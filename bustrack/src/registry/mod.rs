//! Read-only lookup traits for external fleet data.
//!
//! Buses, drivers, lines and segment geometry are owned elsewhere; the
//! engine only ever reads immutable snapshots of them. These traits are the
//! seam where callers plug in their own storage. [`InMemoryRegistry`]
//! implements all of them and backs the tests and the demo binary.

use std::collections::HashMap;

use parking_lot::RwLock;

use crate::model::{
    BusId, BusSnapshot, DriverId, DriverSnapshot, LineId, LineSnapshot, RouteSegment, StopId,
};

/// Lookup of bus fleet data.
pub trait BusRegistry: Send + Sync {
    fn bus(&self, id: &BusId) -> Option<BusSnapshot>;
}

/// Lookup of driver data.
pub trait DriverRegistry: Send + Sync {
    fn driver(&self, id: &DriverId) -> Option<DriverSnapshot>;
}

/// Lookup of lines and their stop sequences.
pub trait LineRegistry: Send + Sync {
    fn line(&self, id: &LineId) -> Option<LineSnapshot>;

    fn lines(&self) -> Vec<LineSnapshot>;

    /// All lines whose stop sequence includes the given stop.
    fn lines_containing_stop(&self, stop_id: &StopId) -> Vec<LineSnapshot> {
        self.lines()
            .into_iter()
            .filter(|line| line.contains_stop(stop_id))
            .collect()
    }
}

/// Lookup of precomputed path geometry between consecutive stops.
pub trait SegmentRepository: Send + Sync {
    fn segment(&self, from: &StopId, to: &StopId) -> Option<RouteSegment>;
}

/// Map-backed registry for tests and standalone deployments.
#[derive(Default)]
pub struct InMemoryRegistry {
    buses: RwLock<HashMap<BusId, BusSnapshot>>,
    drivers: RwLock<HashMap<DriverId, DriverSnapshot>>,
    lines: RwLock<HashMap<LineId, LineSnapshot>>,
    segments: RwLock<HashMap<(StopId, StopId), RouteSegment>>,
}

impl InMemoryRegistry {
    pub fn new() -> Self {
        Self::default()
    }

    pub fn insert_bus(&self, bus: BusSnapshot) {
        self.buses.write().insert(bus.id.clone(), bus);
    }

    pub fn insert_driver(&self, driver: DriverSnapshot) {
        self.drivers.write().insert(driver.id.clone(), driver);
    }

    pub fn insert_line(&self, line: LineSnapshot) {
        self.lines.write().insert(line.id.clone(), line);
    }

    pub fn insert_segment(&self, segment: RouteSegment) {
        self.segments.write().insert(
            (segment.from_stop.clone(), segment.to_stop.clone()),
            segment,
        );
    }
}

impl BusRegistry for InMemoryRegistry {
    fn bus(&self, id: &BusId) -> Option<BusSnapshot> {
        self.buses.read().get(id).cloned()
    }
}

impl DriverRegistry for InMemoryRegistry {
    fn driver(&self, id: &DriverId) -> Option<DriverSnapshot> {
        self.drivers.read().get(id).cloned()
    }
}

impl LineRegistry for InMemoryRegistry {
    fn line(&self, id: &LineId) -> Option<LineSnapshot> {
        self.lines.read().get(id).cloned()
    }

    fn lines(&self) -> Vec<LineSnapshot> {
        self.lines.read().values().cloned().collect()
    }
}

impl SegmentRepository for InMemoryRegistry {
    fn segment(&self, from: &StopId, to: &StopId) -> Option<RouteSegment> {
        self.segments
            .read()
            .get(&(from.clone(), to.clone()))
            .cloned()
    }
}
=-=-=-=-=
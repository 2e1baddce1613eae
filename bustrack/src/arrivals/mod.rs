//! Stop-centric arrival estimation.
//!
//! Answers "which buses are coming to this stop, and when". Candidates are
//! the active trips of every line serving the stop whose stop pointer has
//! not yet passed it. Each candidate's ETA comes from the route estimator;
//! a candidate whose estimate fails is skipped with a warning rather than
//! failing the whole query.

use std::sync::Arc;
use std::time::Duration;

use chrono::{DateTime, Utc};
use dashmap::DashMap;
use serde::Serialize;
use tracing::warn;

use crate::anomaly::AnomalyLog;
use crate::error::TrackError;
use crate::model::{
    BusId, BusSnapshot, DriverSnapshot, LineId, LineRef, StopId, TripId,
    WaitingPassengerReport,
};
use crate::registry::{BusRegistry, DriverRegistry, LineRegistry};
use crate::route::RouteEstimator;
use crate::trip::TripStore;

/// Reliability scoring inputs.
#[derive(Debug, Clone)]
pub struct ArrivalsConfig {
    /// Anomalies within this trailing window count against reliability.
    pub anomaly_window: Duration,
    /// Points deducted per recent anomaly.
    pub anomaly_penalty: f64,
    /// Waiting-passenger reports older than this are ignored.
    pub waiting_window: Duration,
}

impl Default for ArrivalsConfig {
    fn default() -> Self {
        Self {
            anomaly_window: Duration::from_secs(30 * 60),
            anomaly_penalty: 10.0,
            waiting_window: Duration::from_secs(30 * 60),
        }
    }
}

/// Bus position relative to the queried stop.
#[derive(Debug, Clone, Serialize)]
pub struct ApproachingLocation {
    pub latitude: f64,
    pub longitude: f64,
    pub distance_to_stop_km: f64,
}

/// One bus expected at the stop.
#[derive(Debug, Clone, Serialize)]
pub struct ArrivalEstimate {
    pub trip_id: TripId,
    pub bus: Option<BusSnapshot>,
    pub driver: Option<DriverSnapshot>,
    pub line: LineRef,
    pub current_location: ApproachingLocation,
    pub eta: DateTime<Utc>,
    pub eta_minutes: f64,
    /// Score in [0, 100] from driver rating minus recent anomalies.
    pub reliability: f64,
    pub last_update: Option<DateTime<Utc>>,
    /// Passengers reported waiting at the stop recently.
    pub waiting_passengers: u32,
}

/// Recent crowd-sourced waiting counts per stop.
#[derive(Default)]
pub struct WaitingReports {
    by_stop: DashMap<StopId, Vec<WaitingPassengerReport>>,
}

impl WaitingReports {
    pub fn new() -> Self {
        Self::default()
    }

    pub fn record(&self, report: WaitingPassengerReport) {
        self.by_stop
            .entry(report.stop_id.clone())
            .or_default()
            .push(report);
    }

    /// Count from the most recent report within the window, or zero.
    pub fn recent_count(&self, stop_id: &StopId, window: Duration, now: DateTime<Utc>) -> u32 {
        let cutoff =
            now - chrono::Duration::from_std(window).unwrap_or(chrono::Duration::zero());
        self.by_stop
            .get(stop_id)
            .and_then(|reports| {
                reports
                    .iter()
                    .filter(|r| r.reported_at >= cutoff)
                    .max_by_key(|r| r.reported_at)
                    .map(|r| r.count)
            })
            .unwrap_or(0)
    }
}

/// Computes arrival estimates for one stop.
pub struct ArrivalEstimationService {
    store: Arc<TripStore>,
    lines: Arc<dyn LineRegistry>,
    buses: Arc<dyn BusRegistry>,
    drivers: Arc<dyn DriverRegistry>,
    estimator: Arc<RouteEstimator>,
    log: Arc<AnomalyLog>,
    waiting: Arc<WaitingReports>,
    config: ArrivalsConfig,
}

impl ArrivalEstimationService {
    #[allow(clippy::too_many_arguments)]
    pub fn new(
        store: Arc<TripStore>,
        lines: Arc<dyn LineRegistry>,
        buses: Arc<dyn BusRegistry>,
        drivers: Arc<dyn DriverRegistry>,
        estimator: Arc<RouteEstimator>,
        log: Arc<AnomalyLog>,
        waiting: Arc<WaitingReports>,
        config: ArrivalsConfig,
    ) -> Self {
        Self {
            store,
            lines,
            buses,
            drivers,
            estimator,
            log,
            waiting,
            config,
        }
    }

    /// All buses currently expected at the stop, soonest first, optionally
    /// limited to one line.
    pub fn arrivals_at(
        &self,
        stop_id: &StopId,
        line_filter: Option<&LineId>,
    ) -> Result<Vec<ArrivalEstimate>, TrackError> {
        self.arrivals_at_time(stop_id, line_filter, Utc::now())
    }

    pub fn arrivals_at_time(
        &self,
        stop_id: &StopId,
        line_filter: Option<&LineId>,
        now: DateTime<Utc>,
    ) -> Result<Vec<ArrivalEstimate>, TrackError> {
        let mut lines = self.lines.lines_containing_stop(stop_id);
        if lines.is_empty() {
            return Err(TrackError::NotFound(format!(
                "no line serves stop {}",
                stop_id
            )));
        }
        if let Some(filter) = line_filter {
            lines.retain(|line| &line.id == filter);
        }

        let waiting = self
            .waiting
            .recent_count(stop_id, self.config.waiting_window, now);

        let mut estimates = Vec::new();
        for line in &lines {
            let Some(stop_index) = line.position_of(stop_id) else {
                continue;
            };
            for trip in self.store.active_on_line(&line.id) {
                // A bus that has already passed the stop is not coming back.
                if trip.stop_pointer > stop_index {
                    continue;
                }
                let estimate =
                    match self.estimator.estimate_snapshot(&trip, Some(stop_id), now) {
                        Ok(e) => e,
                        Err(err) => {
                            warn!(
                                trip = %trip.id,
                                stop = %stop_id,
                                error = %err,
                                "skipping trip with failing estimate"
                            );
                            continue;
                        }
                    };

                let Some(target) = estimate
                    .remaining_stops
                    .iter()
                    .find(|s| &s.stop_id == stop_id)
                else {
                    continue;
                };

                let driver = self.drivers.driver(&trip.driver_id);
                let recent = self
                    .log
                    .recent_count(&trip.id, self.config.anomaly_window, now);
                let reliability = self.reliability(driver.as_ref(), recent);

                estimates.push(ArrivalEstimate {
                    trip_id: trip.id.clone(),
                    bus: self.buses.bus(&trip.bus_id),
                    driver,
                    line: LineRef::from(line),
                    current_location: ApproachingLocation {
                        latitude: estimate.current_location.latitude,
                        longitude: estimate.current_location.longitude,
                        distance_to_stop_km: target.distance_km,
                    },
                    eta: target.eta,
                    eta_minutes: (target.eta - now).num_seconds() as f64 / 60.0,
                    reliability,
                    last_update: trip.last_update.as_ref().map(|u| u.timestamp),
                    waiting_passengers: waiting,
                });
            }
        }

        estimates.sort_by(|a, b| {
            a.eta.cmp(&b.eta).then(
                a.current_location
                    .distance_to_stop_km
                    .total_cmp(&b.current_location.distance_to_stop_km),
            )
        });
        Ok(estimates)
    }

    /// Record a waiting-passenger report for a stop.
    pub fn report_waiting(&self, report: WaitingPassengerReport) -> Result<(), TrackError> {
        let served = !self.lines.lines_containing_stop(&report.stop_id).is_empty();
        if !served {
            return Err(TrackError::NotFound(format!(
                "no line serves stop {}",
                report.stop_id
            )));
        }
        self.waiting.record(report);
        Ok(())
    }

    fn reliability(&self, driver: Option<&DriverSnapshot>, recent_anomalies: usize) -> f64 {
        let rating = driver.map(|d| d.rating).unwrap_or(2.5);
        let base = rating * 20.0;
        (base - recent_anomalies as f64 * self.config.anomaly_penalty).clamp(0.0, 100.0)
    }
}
=-=-=-=-=
#### WORK INSTRUCTION
Search the material above for the word "coming", and return each line that holds it.

#### RESULT OF THIS EXERCISE
//! Answers "which buses are coming to this stop, and when". Candidates are
                // A bus that has already passed the stop is not coming back.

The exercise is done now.